Crawl is a pretty basic ‘nature attacks’ movie. Haley (Kaya Scodelario) is away from home on a college swimming scholarship, but when a hurricane begins to bite she goes to check on her estranged father, Dave (Barry Pepper). She finds him trapped in the basement of their house and as the wind and flooding becomes ever more intense she is trapped with him, and at least two hungry alligators.  

In some ways, Crawl is a very stripped back film. Much of it takes place on a single set with just two characters using limited tools and their wits to survive. In this respect, it’s a qualified success. Kaya Scodelario made her name with British TV series Skins, but this is the first major role I’ve seen her in and she comes up to what the part demands. The backstory for her character isn’t new or deep, but she commits to it, as well as to the action elements. On the whole, it’s an effective performance, if not one that particularly stands out. As Haley’s dad, the perennially underrated Barry Pepper, whose career was somewhat derailed by the unfortunate decision to star in Battlefield: Earth, gets a decent showcase. The dynamic between him and Scodelario works and between them, they carry the emotional moments well enough. 

While the performances are solid enough, some of the other elements are decidedly more rickety. The writing is perfunctory, with the issues between Haley and her dad feeling like boilerplate tensions between father and daughter the issue. There is also some unintentionally funny dialogue, notably when Dave tells Haley “you’re faster than them” - sure, she’s a competitive swimmer, but they’re ALLIGATORS. The problem Aja never manages to escape is that there is only so much to be done with material this basic. We’ve seen these moves before. Killer croc movies, lost in the wilderness movies, have done most of what’s on offer here and confining the action largely to a basement and subsequently a house doesn’t make Crawl especially novel. 

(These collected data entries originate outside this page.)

use serde::Serialize;
use tracing::info;

use kubedeck_transport::{ApiClient, ApiError, Method, RequestOptions};
use kubedeck_types::{ClusterHealth, ObjectList, Operator};

use crate::operation::is_path_segment;

/// Query of install and uninstall calls
#[derive(Clone, Debug, Default, PartialEq, Eq, Serialize)]
#[serde(rename_all = "camelCase")]
pub struct InstallQuery {
    /// Block until the operator reaches its target phase
    #[serde(skip_serializing_if = "Option::is_none")]
    pub wait: Option<bool>,

    /// How long the service waits when `wait` is set
    #[serde(skip_serializing_if = "Option::is_none")]
    pub timeout_ms: Option<u64>,
}

/// Client for the operator-lifecycle and health service
#[derive(Clone, Debug)]
pub struct OperatorClient {
    api: ApiClient,
    base_path: String,
}

impl OperatorClient {
    /// Create a client for the service mounted at `base_path`, e.g. `/ops`
    pub fn new(api: ApiClient, base_path: impl Into<String>) -> Self {
        let base_path = base_path.into().trim_end_matches('/').to_string();
        Self { api, base_path }
    }

    pub fn base_path(&self) -> &str {
        &self.base_path
    }

    pub async fn list(&self) -> Result<ObjectList<Operator>, ApiError> {
        self.api
            .get(
                &format!("{}/operators", self.base_path),
                &(),
                &RequestOptions::new(),
            )
            .await
    }

    pub async fn install(&self, name: &str, query: &InstallQuery) -> Result<Operator, ApiError> {
        info!(operator = name, wait = ?query.wait, "installing operator");
        self.lifecycle(name, "install", query).await
    }

    pub async fn uninstall(&self, name: &str, query: &InstallQuery) -> Result<Operator, ApiError> {
        info!(operator = name, wait = ?query.wait, "uninstalling operator");
        self.lifecycle(name, "uninstall", query).await
    }

    pub async fn cluster_health(&self) -> Result<ClusterHealth, ApiError> {
        self.api
            .get(
                &format!("{}/health", self.base_path),
                &(),
                &RequestOptions::new(),
            )
            .await
    }

    async fn lifecycle(&self, name: &str, action: &str, query: &InstallQuery) -> Result<Operator, ApiError> {
        if !is_path_segment(name) {
            return Err(ApiError::InvalidRequest(format!(
                "invalid operator name '{}'",
                name
            )));
        }

        // A long wait on the service side must not be cut short by the client
        let mut options = RequestOptions::new();
        if let (Some(true), Some(ms)) = (query.wait, query.timeout_ms) {
            let wait = std::time::Duration::from_millis(ms);
            if wait >= self.api.default_timeout() {
                options = options.with_timeout(wait + std::time::Duration::from_secs(5));
            }
        }

        self.api
            .request(
                Method::POST,
                &format!("{}/operators/{}/{}", self.base_path, name, action),
                query,
                None::<&()>,
                &options,
            )
            .await
    }
}

#[cfg(test)]
mod tests {
    use super::*;
    use kubedeck_transport::test_utils::FakeApiServer;
    use kubedeck_transport::RawResponse;
    use kubedeck_types::{HealthStatus, OperatorPhase};
    use serde_json::json;
    use std::time::Duration;

    #[tokio::test]
    async fn test_list_operators() {
        let server = FakeApiServer::new();
        server.route(Method::GET, "/ops/operators", |_| {
            RawResponse::json(
                200,
                &json!({"items": [
                    {"name": "cert-manager", "phase": "NotInstalled"},
                    {"name": "prometheus", "phase": "Installed", "version": "2.53.0"}
                ]}),
            )
        });

        let ops = OperatorClient::new(server.client(), "/ops/");
        let list = ops.list().await.unwrap();
        assert_eq!(list.len(), 2);
        assert!(list.items[1].is_installed());
        assert_eq!(list.items[0].phase, OperatorPhase::NotInstalled);
    }

    #[tokio::test]
    async fn test_install_sends_wait_and_timeout() {
        let server = FakeApiServer::new();
        server.route(Method::POST, "/ops/operators/cert-manager/install", |req| {
            assert_eq!(req.query_value("wait"), Some("true"));
            assert_eq!(req.query_value("timeoutMs"), Some("60000"));
            RawResponse::json(200, &json!({"name": "cert-manager", "phase": "Installed"}))
        });

        let ops = OperatorClient::new(server.client(), "/ops");
        let op = ops
            .install(
                "cert-manager",
                &InstallQuery {
                    wait: Some(true),
                    timeout_ms: Some(60_000),
                },
            )
            .await
            .unwrap();
        assert!(op.is_installed());

        let request = server.requests().pop().unwrap();
        assert_eq!(request.timeout, Duration::from_secs(65));
    }

    #[tokio::test]
    async fn test_uninstall_error_message() {
        let server = FakeApiServer::new();
        server.route(Method::POST, "/ops/operators/istio/uninstall", |_| {
            RawResponse::json(409, &json!({"error": "operator istio is in use"}))
        });

        let ops = OperatorClient::new(server.client(), "/ops");
        let err = ops
            .uninstall("istio", &InstallQuery::default())
            .await
            .unwrap_err();
        assert_eq!(err.to_string(), "operator istio is in use");

        let err = ops
            .install("a/b", &InstallQuery::default())
            .await
            .unwrap_err();
        assert!(matches!(err, ApiError::InvalidRequest(_)));

        let err = ops
            .install("..", &InstallQuery::default())
            .await
            .unwrap_err();
        assert!(matches!(err, ApiError::InvalidRequest(_)));
    }

    #[tokio::test]
    async fn test_cluster_health() {
        let server = FakeApiServer::new();
        server.route(Method::GET, "/ops/health", |_| {
            RawResponse::json(
                200,
                &json!({"status": "Healthy", "nodesReady": 3, "nodesTotal": 3}),
            )
        });

        let health = OperatorClient::new(server.client(), "/ops")
            .cluster_health()
            .await
            .unwrap();
        assert_eq!(health.status, HealthStatus::Healthy);
        assert_eq!(health.node_summary(), "3/3");
    }
}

Aja is nothing if not a proficient filmmaker he marshals the film's effects well and manages to pull out a few nailbiting moments as Haley tries to swim through 'gator infested water. The frustrating thing about Crawl is that it’s not a bad movie, it’s just not an especially good one either. It works through the expected beats, with the grace not to hang around too long, but there’s not a single thing about it that is new or memorable. If you haven't seen one of these for a while, or if you're a fan of the subgenre, it might scratch an itch, but for me that's not enough. I remember the filmmaker who delivered Switchblade Romance, I just wish I believed Alexandre Aja did as well.